Accusative: the form commonly marks an object or complements a governing idea, and here it works with the surrounding phrase to express a state.

Number

Singular: the form is grammatically singular in this occurrence, presenting sin as a single conceptual reality.

Gender

Feminine: the noun belongs to the feminine grammatical class, which is a language feature and does not by itself make a theological claim.

What The Form Does In This Verse

Attached To

ὑφ᾽ ... εἶναι

Governed By

The accusative is governed by the preposition ὑπό in this phrase, and the whole clause is completed by the infinitive εἶναι.

Role In The Phrase

It helps express the condition or sphere in which both Jews and Greeks are said to be, namely under sin.

What It Is Not Doing

It does not by itself identify the subject of the clause, nor does it require a specific moral theory beyond the statement the verse makes.

How Much The Form Matters Here

Interpretive Weight

High: The accusative noun in the ὑπό phrase names sin as the condition under which Jews and Greeks are placed.

Syntax Profile

Accusative object of ὑπό in a condition phrase. expresses being under sin as the shared condition in Paul's argument. Attached to ὑφ᾽ ἁμαρτίαν εἶναι. Governed by the preposition ὑπό and the infinitive εἶναι. The phrase clarifies condition or sphere; Romans 3 supplies the universal indictment.

Reader Question

Under what condition are Jews and Greeks said to be? The accusative noun names sin as the condition or sphere in the phrase 'under sin'.

Translation Effect

Direct: The prepositional construction directly supports renderings such as 'under sin'.

Where Caution Is Needed

The phrase should be read in Paul's universal argument, not as an isolated lexical claim. The case does not create a hidden subject or verb.

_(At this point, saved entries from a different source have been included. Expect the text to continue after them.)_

//! Spendly is a web app for tracking a household's shared bills.
//!
//! This library provides a JSON REST API for recording bills, an aggregation
//! engine that summarises them by person, category and month, and a server
//! rendered page for adding, editing and deleting bills next to those
//! summaries.

#![warn(missing_docs)]

use std::{net::SocketAddr, time::Duration};

use axum::{
    Json,
    extract::rejection::{FormRejection, JsonRejection, PathRejection},
    http::StatusCode,
    response::{Html, IntoResponse, Response},
};
use axum_server::Handle;
use serde_json::json;
use tokio::signal;

mod aggregation;
mod app_state;
mod bill_form;
mod bill_form_endpoints;
mod bills_page;
mod database_id;
mod db;
mod edit_bill_page;
mod endpoints;
mod expense;
mod html;
mod logging;
mod money;
mod period;
mod routing;
mod summary;
mod timezone;

pub use aggregation::{GroupTotals, group_and_sum_by, rank_descending, total_amount};
pub use app_state::AppState;
pub use database_id::{DatabaseId, ExpenseId};
pub use db::initialize as initialize_db;
pub use expense::{Expense, ExpenseFields, GroupId, create_expense};
pub use logging::{LOG_BODY_LENGTH_LIMIT, logging_middleware};
pub use money::Money;
pub use period::{Period, YearMonth, filter_by_period};
pub use routing::build_router;
pub use summary::{PersonTotal, Summary, build_summary};

use crate::html::error_view;

/// An async task that waits for either the ctrl+c or terminate signal, whichever comes first, and
/// then signals the server to shut down gracefully.
///
/// `handle` is a handle to an Axum `Server`.
pub async fn graceful_shutdown(handle: Handle<SocketAddr>) {
    let ctrl_c = async {
        signal::ctrl_c()
            .await
            .expect("failed to install Ctrl+C handler");
    };

    #[cfg(unix)]
    let terminate = async {
        signal::unix::signal(signal::unix::SignalKind::terminate())
            .expect("failed to install signal handler")
            .recv()
            .await;
    };

    #[cfg(not(unix))]
    let terminate = std::future::pending::<()>();

    tokio::select! {
        _ = ctrl_c => {
            tracing::debug!("Received ctrl+c signal.");
            handle.graceful_shutdown(Some(Duration::from_secs(1)));
        },
        _ = terminate => {
            tracing::debug!("Received terminate signal.");
            handle.graceful_shutdown(Some(Duration::from_secs(1)));
        },
    }
}

/// The errors that may occur in the application.
#[derive(Debug, thiserror::Error, PartialEq)]
pub enum Error {
    /// A blank string was used as a group ID.
    #[error("group ID cannot be empty")]
    EmptyGroupId,

    /// A blank string was used as an expense category.
    #[error("category cannot be empty")]
    EmptyCategory,

    /// A blank string was used as the name of the person who paid.
    #[error("paid by cannot be empty")]
    EmptyPayer,

    /// An expense amount was below zero.
    #[error("{0} is a negative amount, which is not allowed")]
    NegativeAmount(Money),

    /// An expense amount was larger than [Money::MAX].
    #[error("{0} is larger than the maximum amount of {max}", max = Money::MAX)]
    AmountTooLarge(Money),

    /// A period was neither "all" nor a `YYYY-MM` month.
    #[error("\"{0}\" is not a valid period, expected \"all\" or a month such as \"2024-01\"")]
    InvalidPeriod(String),

    /// The request body could not be parsed as the expected JSON.
    #[error("invalid request body: {0}")]
    InvalidRequestBody(String),

    /// A parameter in the request path, such as a bill ID, could not be parsed.
    #[error("invalid path: {0}")]
    InvalidPathParameter(String),

    /// The requested resource was not found.
    ///
    /// For HTTP request handlers, the client should check that the parameters
    /// (e.g., ID) are correct and that the resource has been created.
    ///
    /// Internally, this error may occur when a query returns no rows.
    #[error("the requested resource could not be found")]
    NotFound,

    /// Tried to update an expense that does not exist
    #[error("tried to update an expense that is not in the database")]
    UpdateMissingExpense,

    /// Tried to delete an expense that does not exist
    #[error("tried to delete an expense that is not in the database")]
    DeleteMissingExpense,

    /// An unhandled/unexpected SQL error.
    #[error("an unexpected SQL error occurred: {0}")]
    SqlError(rusqlite::Error),

    /// Could not acquire the database lock
    #[error("could not acquire the database lock")]
    DatabaseLockError,

    /// An error occurred while getting the local timezone from a canonical timezone string.
    #[error("invalid timezone {0}")]
    InvalidTimezoneError(String),
}

impl From<rusqlite::Error> for Error {
    fn from(value: rusqlite::Error) -> Self {
        match value {
            rusqlite::Error::QueryReturnedNoRows => Error::NotFound,
            error => {
                tracing::error!("an unhandled SQL error occurred: {}", error);
                Error::SqlError(error)
            }
        }
    }
}

impl From<JsonRejection> for Error {
    fn from(rejection: JsonRejection) -> Self {
        Error::InvalidRequestBody(rejection.body_text())
    }
}

impl From<FormRejection> for Error {
    fn from(rejection: FormRejection) -> Self {
        Error::InvalidRequestBody(rejection.body_text())
    }
}

impl From<PathRejection> for Error {
    fn from(rejection: PathRejection) -> Self {
        Error::InvalidPathParameter(rejection.body_text())
    }
}

impl Error {
    /// The status code and client-facing message for this error.
    ///
    /// Internal errors are logged here and replaced with a generic message.
    fn status_and_message(&self) -> (StatusCode, String) {
        match self {
            Error::EmptyGroupId
            | Error::EmptyCategory
            | Error::EmptyPayer
            | Error::NegativeAmount(_)
            | Error::AmountTooLarge(_)
            | Error::InvalidPeriod(_)
            | Error::InvalidRequestBody(_)
            | Error::InvalidPathParameter(_) => (StatusCode::BAD_REQUEST, self.to_string()),
            Error::NotFound => (StatusCode::NOT_FOUND, "bill not found".to_owned()),
            Error::UpdateMissingExpense | Error::DeleteMissingExpense => {
                (StatusCode::NOT_FOUND, self.to_string())
            }
            Error::InvalidTimezoneError(timezone) => {
                tracing::error!("could not get local timezone \"{timezone}\"");
                (
                    StatusCode::INTERNAL_SERVER_ERROR,
                    "the server timezone is misconfigured".to_owned(),
                )
            }
            // Any errors that are not handled above are not intended to be shown to the client.
            error => {
                tracing::error!("An unexpected error occurred: {}", error);
                (
                    StatusCode::INTERNAL_SERVER_ERROR,
                    "an unexpected error occurred, check the server logs for more details"
                        .to_owned(),
                )
            }
        }
    }

    /// Render the error as a full HTML page rather than a JSON body.
    fn into_page_response(self) -> Response {
        let (status_code, message) = self.status_and_message();

        let (title, header, fix) = match status_code {
            StatusCode::BAD_REQUEST => (
                "Bad Request",
                "Invalid request",
                "Check the address and try again.",
            ),
            StatusCode::NOT_FOUND => (
                "Not Found",
                "Page not found",
                "Check the address and try again.",
            ),
            _ => (
                "Internal Server Error",
                "Something went wrong",
                "Try again later or check the server logs.",
            ),
        };

        (
            status_code,
            Html(error_view(title, header, &message, fix).into_string()),
        )
            .into_response()
    }
}

impl IntoResponse for Error {
    fn into_response(self) -> Response {
        let (status_code, message) = self.status_and_message();

        (status_code, Json(json!({ "error": message }))).into_response()
    }
}
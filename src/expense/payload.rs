//! Request bodies for creating and updating expenses.
//!
//! Older clients send `home_id`, `utility_type`, `bill_date` and `added_by`.
//! Those names are accepted as aliases here so nothing past this module ever
//! has to know about them.

use serde::{Deserialize, Serialize};
use time::Date;

use crate::{
    Error,
    expense::{ExpenseFields, GroupId},
    money::Money,
};

/// The JSON body for updating an expense. Every field is required.
#[derive(Debug, Clone, Serialize, Deserialize)]
pub struct ExpensePayload {
    #[serde(alias = "utility_type")]
    pub category: String,
    pub amount: Money,
    #[serde(alias = "bill_date")]
    pub occurred_on: Date,
    #[serde(alias = "added_by")]
    pub paid_by: String,
}

impl TryFrom<ExpensePayload> for ExpenseFields {
    type Error = Error;

    fn try_from(payload: ExpensePayload) -> Result<Self, Self::Error> {
        ExpenseFields::new(
            &payload.category,
            payload.amount,
            payload.occurred_on,
            &payload.paid_by,
        )
    }
}

/// The JSON body for creating an expense.
#[derive(Debug, Clone, Serialize, Deserialize)]
pub struct NewExpensePayload {
    #[serde(alias = "home_id")]
    pub group_id: String,
    #[serde(alias = "utility_type")]
    pub category: String,
    pub amount: Money,
    #[serde(alias = "bill_date")]
    pub occurred_on: Date,
    #[serde(alias = "added_by")]
    pub paid_by: String,
}

impl NewExpensePayload {
    /// Validate the payload, splitting it into the owning group and the expense fields.
    ///
    /// # Errors
    /// Returns an error if the group ID is blank or any of the expense fields
    /// are invalid, see [ExpenseFields::new].
    pub fn validate(self) -> Result<(GroupId, ExpenseFields), Error> {
        let group_id = GroupId::new(&self.group_id)?;
        let fields = ExpenseFields::new(
            &self.category,
            self.amount,
            self.occurred_on,
            &self.paid_by,
        )?;

        Ok((group_id, fields))
    }
}
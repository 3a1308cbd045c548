//! The page for editing a single bill.

use axum::{
    extract::{Path, Query, State, rejection::PathRejection},
    response::{IntoResponse, Response},
};
use maud::{Markup, html};

use crate::{
    Error,
    bill_form::{BillFormDefaults, bill_form_fields, bills_page_url, get_group_bill},
    database_id::ExpenseId,
    endpoints::{self, format_bill_endpoint},
    expense::{Expense, ExpenseState, PeriodQuery, lock_connection},
    html::{BUTTON_STYLE, FORM_STYLE, PAGE_CONTAINER_STYLE, base},
    period::Period,
};

fn edit_bill_view(bill: &Expense, period: Period) -> Markup {
    let edit_url = format_bill_endpoint(endpoints::EDIT_BILL_VIEW, &bill.group_id, bill.id);
    let cancel_url = bills_page_url(&bill.group_id, period);

    let content = html!(
        div class=(PAGE_CONTAINER_STYLE)
        {
            h1 { "Edit bill" }

            form method="post" action=(edit_url) class=(FORM_STYLE)
            {
                (bill_form_fields(&BillFormDefaults::from_bill(bill, period)))

                button type="submit" class=(BUTTON_STYLE) { "Update Bill" }
            }

            a href=(cancel_url) { "Cancel" }
        }
    );

    base("Edit bill", &content)
}

/// Renders the page for editing a bill.
pub async fn get_edit_bill_page(
    State(state): State<ExpenseState>,
    path: Result<Path<(String, ExpenseId)>, PathRejection>,
    Query(query): Query<PeriodQuery>,
) -> Response {
    render_edit_bill_page(&state, path, &query)
        .map(|markup| markup.into_response())
        .unwrap_or_else(|error| error.into_page_response())
}

fn render_edit_bill_page(
    state: &ExpenseState,
    path: Result<Path<(String, ExpenseId)>, PathRejection>,
    query: &PeriodQuery,
) -> Result<Markup, Error> {
    let Path((group_id, bill_id)) = path?;
    let period = query.period()?;

    let connection = lock_connection(&state.db_connection)?;
    let bill = get_group_bill(&group_id, bill_id, &connection)?;

    Ok(edit_bill_view(&bill, period))
}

The singular concept of sin should not be flattened into one individual act only.

Fallacies To Avoid

Preposition plus case proves every doctrine of sin by itself: The phrase names the condition; the wider argument explains the doctrine. grammatical gender carries a theological claim: The gender label describes Greek form class or agreement and should not be made into a separate doctrinal claim.

How The Interpretation Is Derived

Textual Witness

The witness reads ἁμαρτίαν in Romans 3:9 within the phrase ὑφ᾽ ἁμαρτίαν εἶναι, which is the form to be interpreted here.

Lexical Identity

The lemma ἁμαρτία names sin, guilt, or missing the mark, and in this passage it is used in an ethical sense.

Grammar In Context

The accusative after ὑπό works with the infinitive to describe a condition of being under sin, not a standalone assertion about the noun itself.

Passage Meaning

Paul's point is that both Jews and Greeks are included in the same condition, so the form supports the claim of universal human liability rather than distinction.

Canonical Fit

This use fits the broader Pauline way of speaking about sin as a ruling reality, but the present verse should still be read in its own argument.

Communication Use

For teaching and translation, the form supports renderings like under sin or under the power of sin, depending on context-sensitive style.

Do Not Derive

Do not derive a separate subject, a hidden verb, or a theological conclusion from the case ending alone.